• Work to be completed
If a line of the data below holds the word "PoolTokens", list it.

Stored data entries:
..........

#[cfg(test)]
mod tests {
    use super::*;
    use tempfile::NamedTempFile;

    const MINIMAL: &str = r#"
        [solana]
        rpc_endpoints = ["https://api.mainnet-beta.solana.com"]
    "#;

    #[test]
    fn minimal_config_uses_defaults() {
        let cfg = Config::from_toml(MINIMAL).unwrap();
        assert_eq!(cfg.executor.interval_secs, 300);
        assert_eq!(cfg.executor.retry.max_attempts, 3);
        assert_eq!(cfg.solana.commitment, Commitment::Confirmed);
        assert!(cfg.strategies.is_empty());
    }

    #[test]
    fn full_example_parses() {
        let raw = include_str!("../farmer.example.toml");
        let cfg = Config::from_toml(raw).unwrap();
        assert_eq!(cfg.strategies.len(), 6);
        match &cfg.strategies[0] {
            StrategyConfig::Lending(c) => {
                assert_eq!(c.program, solend());
                assert_eq!(c.action, LendingAction::Deposit);
            }
            other => panic!("unexpected {other:?}"),
        }
        let base = cfg.base.as_ref().unwrap();
        assert_eq!(base.factory, factory());
    }

    #[test]
    fn strategy_tables_fall_back_to_mainnet_programs() {
        let raw = format!(
            "{MINIMAL}\n[[strategies]]\nkind = \"staking\"\nname = \"stake\"\nlamports = 1\n\n[[strategies]]\nkind = \"lending\"\nname = \"lend\"\naction = \"deposit\"\namount = 1\n"
        );
        let cfg = Config::from_toml(&raw).unwrap();
        match &cfg.strategies[0] {
            StrategyConfig::Staking(c) => {
                assert_eq!(c.program.to_string(), "MarBmsSgKXdrN1egZf5sqe1TMai9K1rChYNDJgjq7aD");
                assert_eq!(c.st_mint.to_string(), "mSoLzYCxHdYgdzU16g5QSh3i5K3z3KZK7ytfqcJm7So");
                assert_eq!(c.liq_pool_st_leg.to_string(), "7GgPYjS5Dza89wV6FpZ23kUJRG5vbQ1GM25ezspYFSoE");
            }
            other => panic!("unexpected {other:?}"),
        }
        match &cfg.strategies[1] {
            StrategyConfig::Lending(c) => {
                assert_eq!(c.program.to_string(), "So1endDq2YkqhipRh3WViPa8hdiSpxWy6z3Z6tMCpAo")
            }
            other => panic!("unexpected {other:?}"),
        }
    }

    #[test]
    fn rejects_unknown_strategy_keys() {
        let raw = format!(
            "{MINIMAL}\n[[strategies]]\nkind = \"staking\"\nname = \"stake\"\nlamport = 1\nlamports = 1\n"
        );
        assert!(matches!(Config::from_toml(&raw), Err(ConfigError::Parse(_))));
    }

    #[test]
    fn rejects_inverted_windows() {
        let raw = format!(
            "{MINIMAL}\n[[strategies]]\nkind = \"moving_average\"\nname = \"ma\"\nsymbol = \"ETH\"\nshort_window = 30\nlong_window = 10\n"
        );
        assert!(matches!(Config::from_toml(&raw), Err(ConfigError::Invalid(_))));
    }

    #[test]
    fn rejects_duplicate_names() {
        let entry = "[[strategies]]\nkind = \"staking\"\nname = \"stake\"\nlamports = 5\n";
        let raw = format!("{MINIMAL}\n{entry}\n{entry}");
        let err = Config::from_toml(&raw).unwrap_err();
        assert!(err.to_string().contains("duplicate"));
    }

    #[test]
    fn rejects_withdraw_without_mint() {
        let raw = format!(
            "{MINIMAL}\n[[strategies]]\nkind = \"lending\"\nname = \"w\"\naction = \"withdraw\"\namount = 1\n"
        );
        assert!(matches!(Config::from_toml(&raw), Err(ConfigError::Invalid(_))));
    }

    #[test]
    fn rejects_bad_pubkey() {
        let raw = format!(
            "{MINIMAL}\n[[strategies]]\nkind = \"staking\"\nname = \"s\"\nlamports = 5\nst_mint = \"not-a-key\"\n"
        );
        assert!(matches!(Config::from_toml(&raw), Err(ConfigError::Parse(_))));
    }

    #[test]
    fn rejects_empty_endpoints() {
        let raw = "[solana]\nrpc_endpoints = []\n";
        assert!(matches!(Config::from_toml(raw), Err(ConfigError::Invalid(_))));
    }

    #[test]
    fn loads_from_file() {
        use std::io::Write;
        let mut file = NamedTempFile::new().unwrap();
        file.write_all(MINIMAL.as_bytes()).unwrap();
        let cfg = Config::load(file.path()).unwrap();
        assert_eq!(cfg.solana.rpc_endpoints.len(), 1);

        let missing = Config::load("/definitely/not/here.toml").unwrap_err();
        assert!(matches!(missing, ConfigError::Io { .. }));
    }
}
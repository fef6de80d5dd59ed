//! Event sink handed to the executor and every strategy.
//!
//! Sinks are fire-and-forget: a method returns immediately and never fails. The default
//! `TracingSink` turns events into structured `tracing` records.

use tracing::{info, warn};

use crate::types::{ExecutionOutcome, Phase, PortfolioSnapshot, StrategyReport};

pub trait EventSink: Send + Sync + std::fmt::Debug {
    /// Free-form progress line from a strategy.
    fn progress(&self, strategy: &str, message: &str);

    fn phase(&self, strategy: &str, phase: Phase);

    fn outcome(&self, outcome: &ExecutionOutcome);

    fn snapshot(&self, snapshot: &PortfolioSnapshot);
}

#[derive(Debug, Default, Clone, Copy)]
pub struct TracingSink;

impl EventSink for TracingSink {
    fn progress(&self, strategy: &str, message: &str) {
        info!(strategy = %strategy, "{}", message);
    }

    fn phase(&self, strategy: &str, phase: Phase) {
        tracing::debug!(strategy = %strategy, phase = %phase, "phase change");
    }

    fn outcome(&self, outcome: &ExecutionOutcome) {
        if outcome.success {
            info!(
                strategy = %outcome.strategy,
                attempts = outcome.attempts,
                report = %outcome.report.as_ref().map(describe).unwrap_or_default(),
                "strategy cycle succeeded"
            );
        } else {
            warn!(
                strategy = %outcome.strategy,
                attempts = outcome.attempts,
                error = %outcome.error.as_deref().unwrap_or("unknown"),
                needs_reconciliation = outcome.needs_reconciliation,
                "strategy cycle failed"
            );
        }
    }

    fn snapshot(&self, snapshot: &PortfolioSnapshot) {
        info!(
            wallet = %snapshot.wallet,
            sol = snapshot.sol_lamports as f64 / 1e9,
            "portfolio snapshot"
        );
    }
}

/// One-line summary of a report for log output.
pub fn describe(report: &StrategyReport) -> String {
    match report {
        StrategyReport::Transaction {
            action,
            target,
            signature,
        } => format!("{action} {target} sig={signature}"),
        StrategyReport::EvmTransactions {
            action,
            target,
            tx_hashes,
        } => format!("{action} {target} txs={}", tx_hashes.join(",")),
        StrategyReport::VaultTransfer {
            action,
            vault,
            apy,
            reference,
        } => format!("{action:?} vault {vault} apy={apy:.2}% ref={reference}"),
        StrategyReport::Signal {
            signal,
            short_sma,
            long_sma,
        } => format!("{signal:?} short_sma={short_sma:.4} long_sma={long_sma:.4}"),
    }
}
//! Concentrated-liquidity position on a Uniswap v3 deployment (Base).
//!
//! Flow per cycle: resolve the pool through the factory, size a tick range from recent price
//! history, top up any token allowance the position manager lacks, mint.

use std::sync::Arc;
use std::time::Duration;

use alloy_sol_types::SolCall;
use async_trait::async_trait;
use chrono::Utc;
use tracing::{debug, warn};

use crate::config::LiquidityConfig;
use crate::error::ExecutionError;
use crate::evm::{abi, send_and_confirm, Address, EvmGateway, EvmTx, U256};
use crate::indicators::{full_range, stddev, tick_range, tick_spacing, PoolTokens};
use crate::sources::KlineSource;
use crate::structured_logging::EventSink;
use crate::types::{Phase, StrategyReport};
use crate::wallet::Wallet;

use super::Strategy;

/// The configured pair in pool order (token0 < token1).
#[derive(Debug, Clone, Copy, PartialEq, Eq)]
struct OrderedPair {
    token0: Address,
    token1: Address,
    amount0: U256,
    amount1: U256,
    tokens: PoolTokens,
}

impl OrderedPair {
    fn from_config(c: &LiquidityConfig) -> Self {
        if c.token_a < c.token_b {
            Self {
                token0: c.token_a,
                token1: c.token_b,
                amount0: c.amount_a,
                amount1: c.amount_b,
                tokens: PoolTokens {
                    decimals0: c.decimals_a,
                    decimals1: c.decimals_b,
                    price_is_token0_in_token1: true,
                },
            }
        } else {
            Self {
                token0: c.token_b,
                token1: c.token_a,
                amount0: c.amount_b,
                amount1: c.amount_a,
                tokens: PoolTokens {
                    decimals0: c.decimals_b,
                    decimals1: c.decimals_a,
                    price_is_token0_in_token1: false,
                },
            }
        }
    }
}

#[derive(Debug)]
pub struct LiquidityStrategy {
    config: LiquidityConfig,
    position_manager: Address,
    factory: Address,
    receipt_timeout: Duration,
    evm: Arc<dyn EvmGateway>,
    klines: Arc<dyn KlineSource>,
    sink: Arc<dyn EventSink>,
}

impl LiquidityStrategy {
    pub fn new(
        config: LiquidityConfig,
        position_manager: Address,
        factory: Address,
        receipt_timeout: Duration,
        evm: Arc<dyn EvmGateway>,
        klines: Arc<dyn KlineSource>,
        sink: Arc<dyn EventSink>,
    ) -> Self {
        Self {
            config,
            position_manager,
            factory,
            receipt_timeout,
            evm,
            klines,
            sink,
        }
    }

    async fn pool(&self, pair: &OrderedPair) -> Result<Address, ExecutionError> {
        let data = abi::getPoolCall {
            tokenA: pair.token0,
            tokenB: pair.token1,
            fee: self.config.fee,
        }
        .abi_encode();
        let ret = self.evm.call(self.factory, data).await?;
        let pool = abi::getPoolCall::abi_decode_returns(&ret, true)
            .map_err(|e| ExecutionError::DataUnavailable(format!("getPool returned garbage: {e}")))?
            .pool;
        if pool == Address::ZERO {
            return Err(ExecutionError::DataUnavailable(format!(
                "no pool for {}/{} at fee {}",
                pair.token0, pair.token1, self.config.fee
            )));
        }
        Ok(pool)
    }

    /// Tick range around the last close, or the full range when history is unusable.
    async fn ticks(&self, tokens: PoolTokens, spacing: i32) -> (i32, i32) {
        let c = &self.config;
        let bars = match self
            .klines
            .klines(&c.price_symbol, &c.price_interval, c.history_bars)
            .await
        {
            Ok(bars) => bars,
            Err(e) => {
                warn!(strategy = %c.name, error = %e, "price history unavailable, using full range");
                return full_range(spacing);
            }
        };
        let closes: Vec<f64> = bars.iter().map(|k| k.close).collect();
        match (closes.last(), stddev(&closes, closes.len())) {
            (Some(&last), Some(sigma)) if closes.len() >= 2 => {
                tick_range(last, sigma, c.width_sigmas, spacing, tokens)
            }
            _ => {
                warn!(strategy = %c.name, bars = closes.len(), "not enough price history, using full range");
                full_range(spacing)
            }
        }
    }

    /// `approve` calldata for each token whose allowance to the position manager does not cover
    /// the amount being minted.
    async fn approvals(&self, pair: &OrderedPair) -> Result<Vec<(Address, Vec<u8>)>, ExecutionError> {
        let owner = self.evm.sender();
        let mut approvals = Vec::with_capacity(2);
        for (token, amount) in [(pair.token0, pair.amount0), (pair.token1, pair.amount1)] {
            if amount.is_zero() {
                continue;
            }
            let query = abi::allowanceCall {
                owner,
                spender: self.position_manager,
            }
            .abi_encode();
            let ret = self.evm.call(token, query).await?;
            let remaining = abi::allowanceCall::abi_decode_returns(&ret, true)
                .map_err(|e| {
                    ExecutionError::DataUnavailable(format!("allowance on {token} returned garbage: {e}"))
                })?
                .remaining;
            if remaining >= amount {
                debug!(strategy = %self.config.name, token = %token, %remaining, "allowance covers position");
                continue;
            }
            let data = abi::approveCall {
                spender: self.position_manager,
                amount,
            }
            .abi_encode();
            approvals.push((token, data));
        }
        Ok(approvals)
    }

    async fn send(&self, to: Address, data: Vec<u8>) -> Result<String, ExecutionError> {
        send_and_confirm(self.evm.as_ref(), EvmTx::call(to, data), self.receipt_timeout).await
    }
}

#[async_trait]
impl Strategy for LiquidityStrategy {
    fn name(&self) -> &str {
        &self.config.name
    }

    async fn execute(&self, _wallet: &Wallet) -> Result<StrategyReport, ExecutionError> {
        let name = self.config.name.as_str();
        let spacing = tick_spacing(self.config.fee).ok_or_else(|| {
            ExecutionError::ConfigurationInvalid(format!("unknown fee tier {}", self.config.fee))
        })?;
        let pair = OrderedPair::from_config(&self.config);

        self.sink.phase(name, Phase::Selecting);
        let pool = self.pool(&pair).await?;
        let (tick_lower, tick_upper) = self.ticks(pair.tokens, spacing).await;
        self.sink.progress(
            name,
            &format!("pool {pool}: ticks [{tick_lower}, {tick_upper}] spacing {spacing}"),
        );

        self.sink.phase(name, Phase::Building);
        let approvals = self.approvals(&pair).await?;

        let deadline = Utc::now().timestamp().max(0) as u64 + self.config.deadline_secs;
        let mint = abi::mintCall {
            params: abi::MintParams {
                token0: pair.token0,
                token1: pair.token1,
                fee: self.config.fee,
                tickLower: tick_lower,
                tickUpper: tick_upper,
                amount0Desired: pair.amount0,
                amount1Desired: pair.amount1,
                amount0Min: U256::ZERO,
                amount1Min: U256::ZERO,
                recipient: self.evm.sender(),
                deadline: U256::from(deadline),
            },
        }
        .abi_encode();

        self.sink.phase(name, Phase::Submitting);
        let mut tx_hashes = Vec::with_capacity(3);
        for (token, data) in approvals {
            tx_hashes.push(self.send(token, data).await?);
        }
        tx_hashes.push(self.send(self.position_manager, mint).await?);

        Ok(StrategyReport::EvmTransactions {
            action: "mint_position",
            target: pool.to_string(),
            tx_hashes,
        })
    }
}

#[cfg(test)]
mod tests {
    use super::*;
    use crate::executor::{Executor, ExecutorConfig};
    use crate::retry::RetryPolicy;
    use crate::rpc_manager::Confirmation;
    use crate::testing::{MockEvm, RecordingSink, SendFault, StaticKlines};
    use crate::types::ExecutionOutcome;

    fn config() -> LiquidityConfig {
        LiquidityConfig {
            name: "lp".into(),
            // token_a sorts after token_b, so the pair is reordered.
            token_a: Address::repeat_byte(0x42),
            token_b: Address::repeat_byte(0x08),
            amount_a: U256::from(1_000_000_000_000_000u64),
            amount_b: U256::from(2_000_000u64),
            fee: 3_000,
            decimals_a: 18,
            decimals_b: 6,
            price_symbol: "ETH".into(),
            price_interval: "1h".into(),
            history_bars: 100,
            width_sigmas: 1.0,
            deadline_secs: 900,
        }
    }

    fn pool_return(pool: Address) -> Vec<u8> {
        let mut ret = vec![0u8; 32];
        ret[12..].copy_from_slice(pool.as_slice());
        ret
    }

    fn strategy(evm: Arc<MockEvm>, klines: StaticKlines) -> LiquidityStrategy {
        LiquidityStrategy::new(
            config(),
            position_manager(),
            Address::repeat_byte(0x77),
            Duration::from_secs(1),
            evm,
            Arc::new(klines),
            Arc::new(RecordingSink::default()),
        )
    }

    fn position_manager() -> Address {
        Address::repeat_byte(0x99)
    }

    async fn run_with_retries(strategy: &LiquidityStrategy) -> ExecutionOutcome {
        let executor = Executor::new(
            Arc::new(Wallet::generate()),
            Arc::new(RecordingSink::default()),
            ExecutorConfig {
                interval: Duration::from_secs(3_600),
                policy: RetryPolicy::immediate(3),
            },
        );
        executor.run_cycle(strategy).await
    }

    fn minted(evm: &MockEvm) -> abi::MintParams {
        let sent = evm.sent();
        let mint = sent.last().unwrap();
        assert_eq!(mint.to, position_manager());
        abi::mintCall::abi_decode(&mint.data, true).unwrap().params
    }

    #[tokio::test]
    async fn approves_then_mints_in_pool_order() {
        let evm = Arc::new(MockEvm::new(pool_return(Address::repeat_byte(0x55))));
        let closes = (0..100).map(|i| 2_000.0 + (i % 5) as f64 * 10.0).collect();
        let report = strategy(evm.clone(), StaticKlines::new(closes))
            .execute(&Wallet::generate())
            .await
            .unwrap();

        let sent = evm.sent();
        assert_eq!(sent.len(), 3);
        assert_eq!(sent[0].to, Address::repeat_byte(0x08));
        assert_eq!(sent[1].to, Address::repeat_byte(0x42));
        assert!(matches!(report, StrategyReport::EvmTransactions { ref tx_hashes, .. } if tx_hashes.len() == 3));

        let params = minted(&evm);
        assert_eq!(params.token0, Address::repeat_byte(0x08));
        assert_eq!(params.amount0Desired, U256::from(2_000_000u64));
        assert_eq!(params.recipient, Address::repeat_byte(0xaa));
        assert!(params.tickLower < params.tickUpper);
        assert_eq!(params.tickLower % 60, 0);
        assert_ne!((params.tickLower, params.tickUpper), full_range(60));
    }

    #[tokio::test]
    async fn missing_history_uses_full_range() {
        let evm = Arc::new(MockEvm::new(pool_return(Address::repeat_byte(0x55))));
        strategy(evm.clone(), StaticKlines::failing())
            .execute(&Wallet::generate())
            .await
            .unwrap();
        let params = minted(&evm);
        assert_eq!((params.tickLower, params.tickUpper), full_range(60));
    }

    #[tokio::test]
    async fn unknown_pool_sends_nothing() {
        let evm = Arc::new(MockEvm::new(pool_return(Address::ZERO)));
        let err = strategy(evm.clone(), StaticKlines::new(vec![1.0; 10]))
            .execute(&Wallet::generate())
            .await
            .unwrap_err();
        assert_eq!(err.kind(), "data_unavailable");
        assert!(evm.sent().is_empty());
    }

    #[tokio::test]
    async fn reverted_mint_is_retried_without_new_approvals() {
        let evm = Arc::new(MockEvm::new(pool_return(Address::repeat_byte(0x55))));
        evm.push_receipt(Confirmation::Landed { slot: 1 });
        evm.push_receipt(Confirmation::Landed { slot: 1 });
        evm.push_receipt(Confirmation::Reverted("STF".into()));
        let strategy = strategy(evm.clone(), StaticKlines::failing());

        let outcome = run_with_retries(&strategy).await;

        assert!(outcome.success);
        assert_eq!(outcome.attempts, 2);
        assert_eq!(evm.approvals(), 2);
        assert_eq!(evm.sent_to(position_manager()), 2);
    }

    #[tokio::test]
    async fn mint_accepted_without_answer_is_sent_once() {
        let evm = Arc::new(MockEvm::new(pool_return(Address::repeat_byte(0x55))));
        evm.fail_sends_to(position_manager(), SendFault::LostAfterAccept);
        let strategy = strategy(evm.clone(), StaticKlines::failing());

        let outcome = run_with_retries(&strategy).await;

        assert!(!outcome.success);
        assert_eq!(outcome.attempts, 1);
        assert!(outcome.needs_reconciliation);
        assert_eq!(evm.sent_to(position_manager()), 1);
    }

    #[tokio::test]
    async fn unreachable_node_retries_only_the_mint() {
        let evm = Arc::new(MockEvm::new(pool_return(Address::repeat_byte(0x55))));
        evm.fail_sends_to(position_manager(), SendFault::Unreachable);
        let strategy = strategy(evm.clone(), StaticKlines::failing());

        let outcome = run_with_retries(&strategy).await;

        assert_eq!(outcome.attempts, 3);
        assert!(!outcome.needs_reconciliation);
        assert_eq!(evm.approvals(), 2);
        assert_eq!(evm.sent_to(position_manager()), 0);
    }
}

..........

• Result of the exercise
use crate::indicators::{full_range, stddev, tick_range, tick_spacing, PoolTokens};
    tokens: PoolTokens,
                tokens: PoolTokens {
                tokens: PoolTokens {
    async fn ticks(&self, tokens: PoolTokens, spacing: i32) -> (i32, i32) {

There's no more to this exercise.